Né le 15 août 1907, Morayta se vantait d'être venu au monde le même jour que Napoléon Bonaparte, son personnage historique préféré, qu'il admirait profondément pour "sa capacité stratégique, son incroyable mémoire, sa bravoure et son infatigable ardeur au travail". Il a vécu 105 ans, jusqu'au 19 juin 2013, date à laquelle il nous a dit au revoir dans la ville qui lui a tant donné, même s'il a toujours porté ses racines dans son cœur. Cela fait maintenant 11 ans.

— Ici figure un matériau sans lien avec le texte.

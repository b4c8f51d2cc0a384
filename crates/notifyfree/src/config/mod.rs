// Copyright 2025-Present Datadog, Inc. https://www.datadoghq.com/
// SPDX-License-Identifier: Apache-2.0

//! Configuration for the NotifyFree log channel.
//!
//! All settings live in one [`Config`] struct with typed fields and the
//! defaults documented on each constant below. Values are read from
//! `NOTIFYFREE_*` environment variables by [`Config::from_env`].
//!
//! # Legacy keys
//!
//! Older deployments used different variable names. They are rewritten to
//! their canonical names once, by [`migrate_legacy_keys`], before any value is
//! parsed. A canonical key always wins over its alias.

pub mod delivery_mode;

use std::collections::HashMap;
use std::env;
use std::path::PathBuf;
use std::time::Duration;

use tracing::warn;

use crate::error::ConfigError;
use crate::record::Level;
pub use delivery_mode::DeliveryMode;

pub const DEFAULT_ENDPOINT: &str = "https://api.notifyfree.com/v1/logs";
pub const DEFAULT_TIMEOUT: Duration = Duration::from_secs(30);
pub const DEFAULT_RETRY_ATTEMPTS: u32 = 3;
pub const DEFAULT_RETRY_BACKOFF_BASE: Duration = Duration::from_secs(1);
pub const DEFAULT_BUFFER_SIZE: usize = 50;
pub const DEFAULT_FLUSH_TIMEOUT: Duration = Duration::from_secs(10);
pub const DEFAULT_CHUNK_SIZE: usize = 10;
pub const DEFAULT_STATUS_CACHE_TTL: Duration = Duration::from_secs(60);
pub const DEFAULT_MAX_MESSAGE_LENGTH: usize = 1000;
pub const DEFAULT_TIMESTAMP_FORMAT: &str = "%Y-%m-%dT%H:%M:%S%:z";
pub const DEFAULT_FALLBACK_PATH: &str = "storage/logs/notifyfree-fallback.log";
pub const DEFAULT_FALLBACK_MAX_SIZE: u64 = 10 * 1024 * 1024;
pub const DEFAULT_SENSITIVE_KEYS: &[&str] = &[
    "password",
    "token",
    "secret",
    "key",
    "auth",
    "api_key",
    "access_token",
    "refresh_token",
    "authorization",
];

/// Smallest accepted buffer size. Lower values are clamped up.
pub const MIN_BUFFER_SIZE: usize = 2;
/// Smallest accepted flush timeout. Lower values are clamped up.
pub const MIN_FLUSH_TIMEOUT: Duration = Duration::from_secs(1);
pub const MIN_CHUNK_SIZE: usize = 1;
pub const MIN_RETRY_ATTEMPTS: u32 = 1;
/// The truncation marker must fit inside the limit.
pub const MIN_MAX_MESSAGE_LENGTH: usize = 3;

/// Legacy variable name and the canonical name it maps to.
pub const LEGACY_ALIASES: &[(&str, &str)] = &[
    ("NOTIFYFREE_BATCH_SIZE", "NOTIFYFREE_BUFFER_SIZE"),
    ("NOTIFYFREE_RETRY", "NOTIFYFREE_RETRY_ATTEMPTS"),
    ("NOTIFYFREE_HANDLER", "NOTIFYFREE_MODE"),
];

const ENV_KEYS: &[&str] = &[
    "NOTIFYFREE_ENDPOINT",
    "NOTIFYFREE_TOKEN",
    "NOTIFYFREE_APP_ID",
    "NOTIFYFREE_TIMEOUT",
    "NOTIFYFREE_RETRY_ATTEMPTS",
    "NOTIFYFREE_RETRY_BACKOFF_MS",
    "NOTIFYFREE_MODE",
    "NOTIFYFREE_LEVEL",
    "NOTIFYFREE_BUFFER_SIZE",
    "NOTIFYFREE_FLUSH_TIMEOUT",
    "NOTIFYFREE_CHUNK_SIZE",
    "NOTIFYFREE_BACKGROUND_FLUSH",
    "NOTIFYFREE_STATUS_CACHE",
    "NOTIFYFREE_STATUS_CACHE_TTL",
    "NOTIFYFREE_INCLUDE_CONTEXT",
    "NOTIFYFREE_INCLUDE_EXTRA",
    "NOTIFYFREE_TIMESTAMP_FORMAT",
    "NOTIFYFREE_MAX_MESSAGE_LENGTH",
    "NOTIFYFREE_SENSITIVE_KEYS",
    "NOTIFYFREE_FALLBACK_ENABLED",
    "NOTIFYFREE_FALLBACK_PATH",
    "NOTIFYFREE_FALLBACK_MAX_SIZE",
    "NOTIFYFREE_STRICT",
];

/// What to do when endpoint, token or app id are missing.
#[derive(Debug, Clone, Copy, PartialEq, Eq, Default)]
pub enum MissingConfigPolicy {
    /// Build an inert client that drops entries and logs a warning once.
    #[default]
    Degrade,
    /// Return [`ConfigError`] from construction.
    FailFast,
}

/// Buffering policy for [`DeliveryMode::Batching`].
#[derive(Debug, Clone, PartialEq, Eq)]
pub struct BatchConfig {
    /// Flush once this many entries are buffered.
    pub buffer_size: usize,
    /// Flush on the next write once the last flush is this old.
    pub flush_timeout: Duration,
    /// Entries per HTTP request during a flush.
    pub chunk_size: usize,
    /// Run a ticker that flushes stale buffers between writes.
    pub background_flush: bool,
}

impl Default for BatchConfig {
    fn default() -> Self {
        Self {
            buffer_size: DEFAULT_BUFFER_SIZE,
            flush_timeout: DEFAULT_FLUSH_TIMEOUT,
            chunk_size: DEFAULT_CHUNK_SIZE,
            background_flush: false,
        }
    }
}

impl BatchConfig {
    /// Returns a copy with every value raised to its floor.
    #[must_use]
    pub fn clamped(&self) -> Self {
        Self {
            buffer_size: clamp_buffer_size(self.buffer_size),
            flush_timeout: clamp_flush_timeout(self.flush_timeout),
            chunk_size: self.chunk_size.max(MIN_CHUNK_SIZE),
            background_flush: self.background_flush,
        }
    }
}

pub fn clamp_buffer_size(size: usize) -> usize {
    size.max(MIN_BUFFER_SIZE)
}

pub fn clamp_flush_timeout(timeout: Duration) -> Duration {
    timeout.max(MIN_FLUSH_TIMEOUT)
}

/// Connectivity probe caching.
#[derive(Debug, Clone, PartialEq, Eq)]
pub struct StatusCacheConfig {
    pub enabled: bool,
    pub ttl: Duration,
}

impl Default for StatusCacheConfig {
    fn default() -> Self {
        Self {
            enabled: true,
            ttl: DEFAULT_STATUS_CACHE_TTL,
        }
    }
}

/// Shape of the formatted entry.
#[derive(Debug, Clone, PartialEq, Eq)]
pub struct FormatConfig {
    pub include_context: bool,
    pub include_extra: bool,
    /// chrono strftime pattern.
    pub timestamp_format: String,
    /// Byte limit for the message, including the truncation marker.
    pub max_message_length: usize,
    /// Matched case-insensitively against metadata keys.
    pub sensitive_keys: Vec<String>,
}

impl Default for FormatConfig {
    fn default() -> Self {
        Self {
            include_context: true,
            include_extra: true,
            timestamp_format: DEFAULT_TIMESTAMP_FORMAT.to_string(),
            max_message_length: DEFAULT_MAX_MESSAGE_LENGTH,
            sensitive_keys: DEFAULT_SENSITIVE_KEYS
                .iter()
                .map(ToString::to_string)
                .collect(),
        }
    }
}

/// Local file that holds entries which could not be delivered.
#[derive(Debug, Clone, PartialEq, Eq)]
pub struct FallbackConfig {
    pub enabled: bool,
    pub path: PathBuf,
    /// The file is rotated before an append once it grows past this size.
    pub max_file_size: u64,
}

impl Default for FallbackConfig {
    fn default() -> Self {
        Self {
            enabled: true,
            path: PathBuf::from(DEFAULT_FALLBACK_PATH),
            max_file_size: DEFAULT_FALLBACK_MAX_SIZE,
        }
    }
}

#[derive(Debug, Clone, PartialEq, Eq)]
pub struct Config {
    /// Ingestion URL. Batches go to `{endpoint}/batch`.
    pub endpoint: String,
    /// Bearer token sent in the `Authorization` header.
    pub token: Option<String>,
    pub app_id: Option<String>,
    /// Per-request timeout.
    pub timeout: Duration,
    pub retry_attempts: u32,
    /// Wait before retry `n` is `retry_backoff_base * 2^(n-1)`.
    pub retry_backoff_base: Duration,
    pub mode: DeliveryMode,
    /// Records below this level are ignored.
    pub min_level: Level,
    pub batch: BatchConfig,
    pub status_cache: StatusCacheConfig,
    pub format: FormatConfig,
    pub fallback: FallbackConfig,
    pub on_missing_config: MissingConfigPolicy,
}

impl Default for Config {
    fn default() -> Self {
        Self {
            endpoint: DEFAULT_ENDPOINT.to_string(),
            token: None,
            app_id: None,
            timeout: DEFAULT_TIMEOUT,
            retry_attempts: DEFAULT_RETRY_ATTEMPTS,
            retry_backoff_base: DEFAULT_RETRY_BACKOFF_BASE,
            mode: DeliveryMode::default(),
            min_level: Level::Debug,
            batch: BatchConfig::default(),
            status_cache: StatusCacheConfig::default(),
            format: FormatConfig::default(),
            fallback: FallbackConfig::default(),
            on_missing_config: MissingConfigPolicy::default(),
        }
    }
}

impl Config {
    /// Create configuration from environment variables.
    pub fn from_env() -> Self {
        Self::from_lookup(|key| env::var(key).ok())
    }

    /// Create configuration from any key lookup, e.g. a map in tests.
    pub fn from_lookup<F>(lookup: F) -> Self
    where
        F: Fn(&str) -> Option<String>,
    {
        let mut vars: HashMap<String, String> = ENV_KEYS
            .iter()
            .chain(LEGACY_ALIASES.iter().map(|(legacy, _)| legacy))
            .filter_map(|key| lookup(key).map(|value| ((*key).to_string(), value)))
            .collect();
        for legacy in migrate_legacy_keys(&mut vars) {
            warn!("NOTIFYFREE | {legacy} is deprecated, use its replacement instead");
        }

        let defaults = Self::default();
        let get = |key: &str| vars.get(key).map(|v| v.trim()).filter(|v| !v.is_empty());

        let mode = match get("NOTIFYFREE_MODE") {
            Some(raw) => DeliveryMode::from_env_str(raw).unwrap_or_else(|| {
                warn!("NOTIFYFREE | Unknown delivery mode '{raw}', using {}", defaults.mode);
                defaults.mode
            }),
            None => defaults.mode,
        };
        let min_level = get("NOTIFYFREE_LEVEL")
            .and_then(|raw| raw.parse::<Level>().ok())
            .unwrap_or(defaults.min_level);

        let batch = BatchConfig {
            buffer_size: parse_or(get("NOTIFYFREE_BUFFER_SIZE"), defaults.batch.buffer_size),
            flush_timeout: get("NOTIFYFREE_FLUSH_TIMEOUT")
                .and_then(|v| v.parse::<u64>().ok())
                .map_or(defaults.batch.flush_timeout, Duration::from_secs),
            chunk_size: parse_or(get("NOTIFYFREE_CHUNK_SIZE"), defaults.batch.chunk_size),
            background_flush: parse_bool(get("NOTIFYFREE_BACKGROUND_FLUSH"), false),
        }
        .clamped();

        let status_cache = StatusCacheConfig {
            enabled: parse_bool(get("NOTIFYFREE_STATUS_CACHE"), true),
            ttl: get("NOTIFYFREE_STATUS_CACHE_TTL")
                .and_then(|v| v.parse::<u64>().ok())
                .map_or(defaults.status_cache.ttl, Duration::from_secs),
        };

        let format = FormatConfig {
            include_context: parse_bool(get("NOTIFYFREE_INCLUDE_CONTEXT"), true),
            include_extra: parse_bool(get("NOTIFYFREE_INCLUDE_EXTRA"), true),
            timestamp_format: get("NOTIFYFREE_TIMESTAMP_FORMAT")
                .map_or(defaults.format.timestamp_format, ToString::to_string),
            max_message_length: parse_or(
                get("NOTIFYFREE_MAX_MESSAGE_LENGTH"),
                defaults.format.max_message_length,
            )
            .max(MIN_MAX_MESSAGE_LENGTH),
            sensitive_keys: get("NOTIFYFREE_SENSITIVE_KEYS").map_or(
                defaults.format.sensitive_keys,
                |raw| {
                    raw.split(',')
                        .map(str::trim)
                        .filter(|k| !k.is_empty())
                        .map(str::to_lowercase)
                        .collect()
                },
            ),
        };

        let fallback = FallbackConfig {
            enabled: parse_bool(get("NOTIFYFREE_FALLBACK_ENABLED"), true),
            path: get("NOTIFYFREE_FALLBACK_PATH").map_or(defaults.fallback.path, PathBuf::from),
            max_file_size: parse_or(
                get("NOTIFYFREE_FALLBACK_MAX_SIZE"),
                defaults.fallback.max_file_size,
            ),
        };

        Self {
            endpoint: get("NOTIFYFREE_ENDPOINT").map_or(defaults.endpoint, ToString::to_string),
            token: get("NOTIFYFREE_TOKEN").map(ToString::to_string),
            app_id: get("NOTIFYFREE_APP_ID").map(ToString::to_string),
            timeout: get("NOTIFYFREE_TIMEOUT")
                .and_then(|v| v.parse::<u64>().ok())
                .map_or(defaults.timeout, Duration::from_secs),
            retry_attempts: parse_or(get("NOTIFYFREE_RETRY_ATTEMPTS"), defaults.retry_attempts)
                .max(MIN_RETRY_ATTEMPTS),
            retry_backoff_base: get("NOTIFYFREE_RETRY_BACKOFF_MS")
                .and_then(|v| v.parse::<u64>().ok())
                .map_or(defaults.retry_backoff_base, Duration::from_millis),
            mode,
            min_level,
            batch,
            status_cache,
            format,
            fallback,
            on_missing_config: if parse_bool(get("NOTIFYFREE_STRICT"), false) {
                MissingConfigPolicy::FailFast
            } else {
                MissingConfigPolicy::Degrade
            },
        }
    }

    /// Validate the configuration.
    ///
    /// Presence is checked in order endpoint, token, app id; the endpoint must
    /// be an absolute `http` or `https` URL.
    pub fn validate(&self) -> Result<(), ConfigError> {
        if self.endpoint.trim().is_empty() {
            return Err(ConfigError::Missing("endpoint"));
        }
        if self.token.as_deref().map_or(true, |t| t.trim().is_empty()) {
            return Err(ConfigError::Missing("token"));
        }
        if self.app_id.as_deref().map_or(true, |a| a.trim().is_empty()) {
            return Err(ConfigError::Missing("app_id"));
        }
        validate_endpoint(&self.endpoint)
    }

    /// True when the fallback store should receive failed entries.
    pub fn fallback_active(&self) -> bool {
        self.fallback.enabled || self.mode.forces_fallback()
    }
}

pub(crate) fn validate_endpoint(endpoint: &str) -> Result<(), ConfigError> {
    match reqwest::Url::parse(endpoint) {
        Ok(url) if matches!(url.scheme(), "http" | "https") && url.has_host() => Ok(()),
        _ => Err(ConfigError::InvalidEndpoint(endpoint.to_string())),
    }
}

/// Rewrites legacy variable names to their canonical names.
///
/// Returns the legacy names that were applied. A legacy value is discarded
/// when the canonical key is already present.
pub fn migrate_legacy_keys(vars: &mut HashMap<String, String>) -> Vec<&'static str> {
    let mut applied = Vec::new();
    for (legacy, canonical) in LEGACY_ALIASES {
        if let Some(value) = vars.remove(*legacy) {
            if !vars.contains_key(*canonical) {
                vars.insert((*canonical).to_string(), value);
                applied.push(*legacy);
            }
        }
    }
    applied
}

fn parse_or<T: std::str::FromStr>(raw: Option<&str>, default: T) -> T {
    raw.and_then(|v| v.parse::<T>().ok()).unwrap_or(default)
}

fn parse_bool(raw: Option<&str>, default: bool) -> bool {
    match raw.map(str::to_lowercase).as_deref() {
        Some("true" | "1" | "yes" | "on") => true,
        Some("false" | "0" | "no" | "off") => false,
        _ => default,
    }
}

Il était sans aucun doute l'un des grands représentants de l'âge d'or du cinéma mexicain. Là-bas, dans son pays d'accueil, "Le martyr du calvaire", par exemple, reste un classique ; je me souviens l'avoir vu à la télévision pendant la Semaine sainte. Mais en Espagne, il est largement oublié, y compris dans sa région natale de La Mancha, malgré les efforts de Domingo Ruiz, de Ciudarrealeño, pour défendre sa figure : il a réalisé un documentaire et publié deux livres sur sa cinématographie. Ni au niveau national ni au niveau régional, il n'a reçu la reconnaissance méritée que Miguel Morayta aurait dû avoir. 

J'ai eu la chance d'écouter ses histoires et les choses que je vous raconte aujourd'hui dans cette colonne alors que nous mangions ou prenions un café dans la Colonia Roma, où il vivait, de l'admirer et de l'aimer, alors je ne perds pas espoir, et peut-être qu'un jour, ceux qui ont le pouvoir de le faire mettront cet homme de La Mancha qui a tatoué son nom dans l'histoire du cinéma mexicain à la place qui devrait être la sienne.